Beneficial effects of sildenafil to alleviate pulmonary hypertension after 2 and 4‐week chronic hypoxia

Aim. We investigated whether sildenafil alleviates the cardiovascular and pulmonary alterations induced by 2‐ or 4‐week chronic hypoxia (CH). Methods. Rats were exposed to room air (21% O2, N), CH (10% O2) for 2 and 4 weeks, with and without treatment with Sildenafil (1.4 mg/Kg/day, ip) (n=7/group).
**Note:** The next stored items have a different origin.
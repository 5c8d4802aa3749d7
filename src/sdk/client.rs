//! Traits implemented by the wrapped publish/subscribe SDK.

use std::sync::Arc;

use super::types::{
    MessageResult, PresenceEventResult, PublishRequest, SdkConfiguration, SdkStatus,
    SetStateRequest,
};
use crate::error::Result;

/// Completion callback for asynchronous SDK requests
pub type StatusCallback = Box<dyn FnOnce(SdkStatus) + Send + 'static>;

/// Receiver of subscribe-loop callbacks.
///
/// The SDK invokes these from its own worker threads.
pub trait SubscribeListener: Send + Sync {
    fn status(&self, status: &SdkStatus);

    fn message(&self, message: &MessageResult);

    fn presence(&self, presence: &PresenceEventResult);
}

/// One configured SDK connection
pub trait SdkClient: Send + Sync {
    /// Configuration the client was created with
    fn configuration(&self) -> &SdkConfiguration;

    /// Register a subscribe-loop listener
    fn add_listener(&self, listener: Arc<dyn SubscribeListener>);

    /// Subscribe to channels, optionally with their presence channels
    fn subscribe(&self, channels: &[String], with_presence: bool);

    /// Unsubscribe from the given channels
    fn unsubscribe(&self, channels: &[String]);

    /// Unsubscribe from every channel
    fn unsubscribe_all(&self);

    /// Publish a message; the outcome arrives through `completion`
    fn publish(&self, request: PublishRequest, completion: StatusCallback);

    /// Set presence state; the outcome arrives through `completion`
    fn set_state(&self, request: SetStateRequest, completion: StatusCallback);

    /// Client identifier
    fn uuid(&self) -> String {
        self.configuration().uuid.clone()
    }
}

/// Creates SDK clients from a configuration
pub trait SdkFactory: Send + Sync {
    fn create(&self, config: SdkConfiguration) -> Result<Arc<dyn SdkClient>>;
}

impl<F> SdkFactory for F
where
    F: Fn(SdkConfiguration) -> Result<Arc<dyn SdkClient>> + Send + Sync,
{
    fn create(&self, config: SdkConfiguration) -> Result<Arc<dyn SdkClient>> {
        self(config)
    }
}
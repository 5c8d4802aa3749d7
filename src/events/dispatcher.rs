//! Event fan-out from SDK callbacks to the four output channels.

use futures::Stream;
use std::sync::atomic::{AtomicU64, Ordering};
use std::sync::Arc;
use tokio::sync::mpsc;
use tracing::{debug, trace};

use super::channel::{ChannelStats, EventKind, Listener, OutputChannel};
use super::queue::DispatchQueue;
use crate::error::Result;
use crate::protocol::EventRecord;

/// Fans SDK events out to the message, status, presence and error channels.
///
/// Each channel holds at most one listener. Deliveries are handed to a
/// [`DispatchQueue`] so listeners always run on the dispatch task, in the
/// order the SDK produced the events.
#[derive(Clone)]
pub struct EventDispatcher {
    channels: Arc<[OutputChannel; 4]>,
    queue: DispatchQueue,
    next_id: Arc<AtomicU64>,
}

impl EventDispatcher {
    /// Create a dispatcher with its own dispatch task
    pub fn new() -> Result<Self> {
        Ok(Self::with_queue(DispatchQueue::spawn()?))
    }

    /// Create a dispatcher delivering through an existing queue
    pub fn with_queue(queue: DispatchQueue) -> Self {
        Self {
            channels: Arc::new(EventKind::ALL.map(OutputChannel::new)),
            queue,
            next_id: Arc::new(AtomicU64::new(1)),
        }
    }

    fn channel(&self, kind: EventKind) -> &OutputChannel {
        &self.channels[kind.index()]
    }

    /// Register the listener for a channel, replacing any existing one
    pub fn register(
        &self,
        kind: EventKind,
        callback: impl Fn(&EventRecord) + Send + Sync + 'static,
    ) -> u64 {
        let id = self.next_id.fetch_add(1, Ordering::SeqCst);
        if let Some(replaced) = self.channel(kind).set(Listener::new(id, callback)) {
            debug!("Replaced {} listener {} with {}", kind, replaced.id, id);
        } else {
            debug!("Registered {} listener {}", kind, id);
        }
        id
    }

    /// Clear the listener for a channel
    pub fn unregister(&self, kind: EventKind) {
        if let Some(listener) = self.channel(kind).clear() {
            debug!("Cancelled {} listener {}", kind, listener.id);
        }
    }

    /// Register a listener that forwards records into a stream.
    ///
    /// The stream ends when the listener is replaced or cancelled.
    pub fn listen_stream(&self, kind: EventKind) -> impl Stream<Item = EventRecord> {
        let (tx, mut rx) = mpsc::unbounded_channel();
        self.register(kind, move |record| {
            let _ = tx.send(record.clone());
        });
        futures::stream::poll_fn(move |cx| rx.poll_recv(cx))
    }

    /// Queue a record for delivery on its channel.
    ///
    /// With no listener registered the record is dropped. The listener is
    /// looked up again on the dispatch task, so a listener replaced or
    /// cancelled in the meantime never sees the record.
    pub fn deliver(&self, record: EventRecord) {
        let kind = record.kind();
        if !self.channel(kind).has_listener() {
            trace!("No {} listener, dropping record", kind);
            self.channel(kind).record_dropped();
            return;
        }

        let channels = self.channels.clone();
        self.queue.enqueue(Box::new(move || {
            let channel = &channels[kind.index()];
            match channel.current() {
                Some(listener) => {
                    listener.invoke(&record);
                    channel.record_delivered();
                }
                None => channel.record_dropped(),
            }
        }));
    }

    /// Resolve once every record queued so far has been dispatched
    pub async fn flush(&self) {
        self.queue.flush().await;
    }

    pub fn has_listener(&self, kind: EventKind) -> bool {
        self.channel(kind).has_listener()
    }

    /// Id of the active listener for a channel
    pub fn listener_id(&self, kind: EventKind) -> Option<u64> {
        self.channel(kind).current().map(|l| l.id)
    }

    pub fn stats(&self, kind: EventKind) -> ChannelStats {
        self.channel(kind).stats()
    }
}

impl std::fmt::Debug for EventDispatcher {
    fn fmt(&self, f: &mut std::fmt::Formatter<'_>) -> std::fmt::Result {
        let active: Vec<EventKind> = EventKind::ALL
            .into_iter()
            .filter(|k| self.has_listener(*k))
            .collect();
        f.debug_struct("EventDispatcher")
            .field("active_listeners", &active)
            .finish()
    }
}
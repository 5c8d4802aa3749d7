//! Hand-off queue from SDK callback threads to the delivery context.

use tokio::sync::{mpsc, oneshot};
use tracing::{debug, warn};

use crate::error::{BridgeError, Result};

/// Unit of work run on the delivery context
pub type Task = Box<dyn FnOnce() + Send + 'static>;

/// Name of the dispatch thread used when no tokio runtime is available
pub const DISPATCH_THREAD_NAME: &str = "pubnub-dispatch";

enum Job {
    Run(Task),
    Flush(oneshot::Sender<()>),
}

/// Unbounded FIFO queue drained by one dedicated dispatch task.
///
/// Producers may enqueue from any thread; every task runs on the dispatch
/// task, one at a time, in enqueue order.
#[derive(Clone, Debug)]
pub struct DispatchQueue {
    tx: mpsc::UnboundedSender<Job>,
}

impl DispatchQueue {
    /// Start the dispatch task on the current tokio runtime, or on a dedicated
    /// thread when called outside a runtime.
    pub fn spawn() -> Result<Self> {
        match tokio::runtime::Handle::try_current() {
            Ok(handle) => Ok(Self::spawn_on(&handle)),
            Err(_) => Self::spawn_thread(),
        }
    }

    /// Start the dispatch task on the given runtime
    pub fn spawn_on(handle: &tokio::runtime::Handle) -> Self {
        let (tx, mut rx) = mpsc::unbounded_channel();

        handle.spawn(async move {
            while let Some(job) = rx.recv().await {
                run_job(job);
            }
            debug!("Dispatch queue closed");
        });

        Self { tx }
    }

    /// Start the dispatch task on a dedicated OS thread
    pub fn spawn_thread() -> Result<Self> {
        let (tx, mut rx) = mpsc::unbounded_channel();

        std::thread::Builder::new()
            .name(DISPATCH_THREAD_NAME.to_string())
            .spawn(move || {
                while let Some(job) = rx.blocking_recv() {
                    run_job(job);
                }
                debug!("Dispatch thread exiting");
            })
            .map_err(|e| BridgeError::config(format!("Failed to start dispatch thread: {}", e)))?;

        Ok(Self { tx })
    }

    /// Enqueue a task; returns false if the dispatch task has stopped
    pub fn enqueue(&self, task: Task) -> bool {
        if self.tx.send(Job::Run(task)).is_err() {
            warn!("Dispatch queue is closed, task dropped");
            return false;
        }
        true
    }

    /// Resolve once every task enqueued before this call has run
    pub async fn flush(&self) {
        let (done_tx, done_rx) = oneshot::channel();
        if self.tx.send(Job::Flush(done_tx)).is_ok() {
            let _ = done_rx.await;
        }
    }

    pub fn is_closed(&self) -> bool {
        self.tx.is_closed()
    }
}

fn run_job(job: Job) {
    match job {
        Job::Run(task) => {
            if let Err(e) = std::panic::catch_unwind(std::panic::AssertUnwindSafe(task)) {
                warn!("Dispatched task panicked: {:?}", e);
            }
        }
        Job::Flush(done) => {
            let _ = done.send(());
        }
    }
}
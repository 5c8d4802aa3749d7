//! Seam to the wrapped publish/subscribe SDK.

mod client;
pub mod loopback;
mod types;

pub use client::{SdkClient, SdkFactory, StatusCallback, SubscribeListener};
pub use loopback::{LoopbackClient, LoopbackFactory, LoopbackNetwork};
pub use types::{
    generate_uuid, MessageResult, PresenceEventResult, PublishRequest, SdkConfiguration,
    SdkStatus, SetStateRequest, GENERATED_UUID_PREFIX,
};
//! Client handles and the registry that owns them.

mod registry;

pub use registry::{ClientHandle, ClientRegistry};
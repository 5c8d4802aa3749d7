//! Event fan-out: output channels, hand-off queue and dispatcher.

mod channel;
mod dispatcher;
mod queue;

pub use channel::{ChannelStats, EventKind, Listener, ListenerFn, OutputChannel};
pub use dispatcher::EventDispatcher;
pub use queue::{DispatchQueue, Task, DISPATCH_THREAD_NAME};
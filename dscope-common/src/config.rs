//! Service configuration resolution
//!
//! Four-tier priority, highest first:
//! 1. Command-line argument
//! 2. Environment variable (`DSCOPE_PORT` / `DSCOPE_CATALOG`)
//! 3. TOML config file (user config dir, then /etc on Linux)
//! 4. Compiled default

use std::path::{Path, PathBuf};

use tracing::debug;

use crate::{Error, Result};

/// Default listen port for dscope-ui
pub const DEFAULT_PORT: u16 = 5740;

pub const PORT_ENV: &str = "DSCOPE_PORT";
pub const CATALOG_ENV: &str = "DSCOPE_CATALOG";

/// Resolved service configuration
#[derive(Debug, Clone)]
pub struct ServiceConfig {
    pub port: u16,
    /// Catalog file overriding the bundled dataset
    pub catalog_path: Option<PathBuf>,
}

/// Resolve configuration from CLI arguments, environment, config file, and
/// compiled defaults. A missing config file is not an error; an invalid
/// value in any consulted tier is.
pub fn resolve(cli_port: Option<u16>, cli_catalog: Option<PathBuf>) -> Result<ServiceConfig> {
    let file = match find_config_file() {
        Ok(path) => {
            debug!("Using config file {}", path.display());
            Some(read_config_file(&path)?)
        }
        Err(_) => None,
    };
    resolve_from(cli_port, cli_catalog, file.as_ref())
}

fn resolve_from(
    cli_port: Option<u16>,
    cli_catalog: Option<PathBuf>,
    file: Option<&toml::Value>,
) -> Result<ServiceConfig> {
    let port = match cli_port {
        Some(port) => port,
        None => match std::env::var(PORT_ENV) {
            Ok(raw) => raw
                .parse()
                .map_err(|_| Error::Config(format!("{} is not a valid port: {}", PORT_ENV, raw)))?,
            Err(_) => match file.and_then(|v| v.get("port")).and_then(|v| v.as_integer()) {
                Some(value) => u16::try_from(value)
                    .map_err(|_| Error::Config(format!("config file port out of range: {}", value)))?,
                None => DEFAULT_PORT,
            },
        },
    };

    let catalog_path = cli_catalog
        .or_else(|| std::env::var(CATALOG_ENV).ok().map(PathBuf::from))
        .or_else(|| {
            file.and_then(|v| v.get("catalog"))
                .and_then(|v| v.as_str())
                .map(PathBuf::from)
        });

    Ok(ServiceConfig { port, catalog_path })
}

/// Locate the config file for the platform, if one exists
fn find_config_file() -> Result<PathBuf> {
    if cfg!(target_os = "linux") {
        // Try ~/.config/distroscope/config.toml first, then /etc
        if let Some(path) = dirs::config_dir().map(|d| d.join("distroscope").join("config.toml")) {
            if path.exists() {
                return Ok(path);
            }
        }
        let system = PathBuf::from("/etc/distroscope/config.toml");
        if system.exists() {
            return Ok(system);
        }
        Err(Error::Config("No config file found".to_string()))
    } else {
        let path = dirs::config_dir()
            .map(|d| d.join("distroscope").join("config.toml"))
            .ok_or_else(|| Error::Config("Could not determine config directory".to_string()))?;
        if path.exists() {
            Ok(path)
        } else {
            Err(Error::Config(format!("Config file not found: {:?}", path)))
        }
    }
}

fn read_config_file(path: &Path) -> Result<toml::Value> {
    let content = std::fs::read_to_string(path)?;
    toml::from_str(&content)
        .map_err(|e| Error::Config(format!("Invalid config file {}: {}", path.display(), e)))
}

#[cfg(test)]
mod tests {
    use super::*;
    use serial_test::serial;

    fn clear_env() {
        std::env::remove_var(PORT_ENV);
        std::env::remove_var(CATALOG_ENV);
    }

    #[test]
    #[serial]
    fn defaults_apply_when_nothing_is_set() {
        clear_env();
        let config = resolve_from(None, None, None).unwrap();
        assert_eq!(config.port, DEFAULT_PORT);
        assert!(config.catalog_path.is_none());
    }

    #[test]
    #[serial]
    fn cli_argument_beats_environment() {
        clear_env();
        std::env::set_var(PORT_ENV, "6000");
        let config = resolve_from(Some(7000), None, None).unwrap();
        assert_eq!(config.port, 7000);
        clear_env();
    }

    #[test]
    #[serial]
    fn environment_beats_config_file() {
        clear_env();
        std::env::set_var(PORT_ENV, "6000");
        std::env::set_var(CATALOG_ENV, "/tmp/env-catalog.json");
        let file: toml::Value =
            toml::from_str("port = 9000\ncatalog = \"/tmp/file-catalog.json\"").unwrap();
        let config = resolve_from(None, None, Some(&file)).unwrap();
        assert_eq!(config.port, 6000);
        assert_eq!(
            config.catalog_path.as_deref(),
            Some(Path::new("/tmp/env-catalog.json"))
        );
        clear_env();
    }

    #[test]
    #[serial]
    fn config_file_beats_compiled_default() {
        clear_env();
        let file: toml::Value =
            toml::from_str("port = 9000\ncatalog = \"/srv/distros.json\"").unwrap();
        let config = resolve_from(None, None, Some(&file)).unwrap();
        assert_eq!(config.port, 9000);
        assert_eq!(
            config.catalog_path.as_deref(),
            Some(Path::new("/srv/distros.json"))
        );
    }

    #[test]
    #[serial]
    fn invalid_port_values_are_configuration_errors() {
        clear_env();
        std::env::set_var(PORT_ENV, "not-a-port");
        assert!(matches!(
            resolve_from(None, None, None),
            Err(Error::Config(_))
        ));
        clear_env();

        let file: toml::Value = toml::from_str("port = 123456").unwrap();
        assert!(matches!(
            resolve_from(None, None, Some(&file)),
            Err(Error::Config(_))
        ));
    }
}
//! Explorer endpoint: free-text search plus tag and base filters

use axum::{
    extract::{Query, State},
    http::StatusCode,
    response::{IntoResponse, Response},
    Json,
};
use serde::{Deserialize, Serialize};
use serde_json::json;

use dscope_common::{filter, Base, DistroRecord, FilterCriteria};

use crate::AppState;

/// Query parameters for the explorer. Empty strings mean "no constraint",
/// matching what the dropdowns submit for their placeholder entries.
#[derive(Debug, Deserialize)]
pub struct ExplorerQuery {
    #[serde(default)]
    pub search: String,
    pub tag: Option<String>,
    pub base: Option<String>,
}

/// Explorer response: matches in catalog order
#[derive(Debug, Serialize)]
pub struct ExplorerResponse {
    pub total: usize,
    pub distros: Vec<DistroRecord>,
}

/// GET /api/explorer?search=&tag=&base=
///
/// Stable filter over the catalog; all supplied dimensions must match.
/// An unknown base value is a client error, not an empty result.
pub async fn explore(
    State(state): State<AppState>,
    Query(query): Query<ExplorerQuery>,
) -> Result<Json<ExplorerResponse>, ExplorerError> {
    let base = match query.base.as_deref().filter(|s| !s.is_empty()) {
        Some(raw) => Some(
            raw.parse::<Base>()
                .map_err(|_| ExplorerError::UnknownBase(raw.to_string()))?,
        ),
        None => None,
    };

    let criteria = FilterCriteria {
        search: query.search,
        tag: query.tag.filter(|t| !t.is_empty()),
        base,
    };

    let matches = filter(state.catalog.records(), &criteria);

    Ok(Json(ExplorerResponse {
        total: matches.len(),
        distros: matches.into_iter().cloned().collect(),
    }))
}

/// Explorer endpoint errors
#[derive(Debug)]
pub enum ExplorerError {
    UnknownBase(String),
}

impl IntoResponse for ExplorerError {
    fn into_response(self) -> Response {
        let (status, message) = match self {
            ExplorerError::UnknownBase(base) => {
                (StatusCode::BAD_REQUEST, format!("Unknown base: {}", base))
            }
        };

        let body = Json(json!({
            "error": message,
        }));

        (status, body).into_response()
    }
}
//! Bounded comparison selection
//!
//! An ordered set of catalog ids chosen for side-by-side comparison.
//! Capacity is fixed at [`MAX_COMPARE`]; a toggle against a full set is
//! silently ignored rather than evicting the oldest entry.

use tracing::debug;

/// Capacity of the comparison set
pub const MAX_COMPARE: usize = 4;

/// Result of a toggle transition
#[derive(Debug, Clone, Copy, PartialEq, Eq)]
pub enum ToggleOutcome {
    Added,
    Removed,
    /// The set already held `MAX_COMPARE` other ids; state unchanged
    RejectedFull,
}

/// Comparison selection state. Insertion order is preserved and drives the
/// comparison display order. Initialized empty, mutated only through
/// [`toggle`](Self::toggle) / [`remove`](Self::remove) /
/// [`clear`](Self::clear); not persisted anywhere.
#[derive(Debug, Clone, Default)]
pub struct SelectionState {
    ids: Vec<String>,
}

impl SelectionState {
    pub fn new() -> Self {
        Self::default()
    }

    /// Selected ids in selection order
    pub fn selected(&self) -> &[String] {
        &self.ids
    }

    pub fn len(&self) -> usize {
        self.ids.len()
    }

    pub fn is_empty(&self) -> bool {
        self.ids.is_empty()
    }

    pub fn is_selected(&self, id: &str) -> bool {
        self.ids.iter().any(|i| i == id)
    }

    /// At capacity. An already-selected id stays toggleable for removal
    /// even when this returns true; the UI combines this with
    /// [`is_selected`](Self::is_selected) to decide which buttons to
    /// disable.
    pub fn is_full(&self) -> bool {
        self.ids.len() >= MAX_COMPARE
    }

    /// Toggle membership: selected ids are removed, unselected ids are
    /// appended while capacity allows. At capacity a new id is rejected
    /// without error and without eviction.
    pub fn toggle(&mut self, id: &str) -> ToggleOutcome {
        if let Some(pos) = self.ids.iter().position(|i| i == id) {
            self.ids.remove(pos);
            debug!("Removed {} from comparison ({} selected)", id, self.ids.len());
            return ToggleOutcome::Removed;
        }

        if self.is_full() {
            debug!("Comparison set full, ignoring {}", id);
            return ToggleOutcome::RejectedFull;
        }

        self.ids.push(id.to_string());
        debug!("Added {} to comparison ({} selected)", id, self.ids.len());
        ToggleOutcome::Added
    }

    /// Remove `id` if present. Idempotent; returns whether anything changed.
    pub fn remove(&mut self, id: &str) -> bool {
        match self.ids.iter().position(|i| i == id) {
            Some(pos) => {
                self.ids.remove(pos);
                debug!("Removed {} from comparison ({} selected)", id, self.ids.len());
                true
            }
            None => false,
        }
    }

    /// Explicit remove-all
    pub fn clear(&mut self) {
        self.ids.clear();
        debug!("Comparison selection cleared");
    }
}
At the end of the exposure, we measured right ventricular hypertrophy (right to left plus septum weight, RV/LV+S), pulmonary wall thickness index (WTI), right and left systolic ventricular pressures (RVSP and LVSP, respectively) and endothelial nitric oxide synthase (eNOS) proteins. Results. CH increased RV/LV+S (p<0.05) and WTI (p<0.01) after 2 and 4 weeks. Treatment with sildenafil attenuated both parameters after 2 weeks (p<0.05) and after 4 weeks hypoxia (p=0.01). RVSP was higher in CH than N rats (p=0.01). Treatment with sildenafil attenuated this parameter irrespectively of the duration of hypoxia. By contrast, CH did not change LVSP after either 2 or 4 weeks. The phosphorylated form of eNOS decreased in CH hearts (p<0.05). Treatment with Sildenafil increased the phosphorylated form of eNOS to normoxic values irrespectively of duration of hypoxia. Conclusion. Treatment with sildenafil provides an efficient strategy for the management of cardiac and pulmonary hypertrophy during CH, irrespectively of the duration until 4 weeks, presumably via increased phosphorylation of eNOS.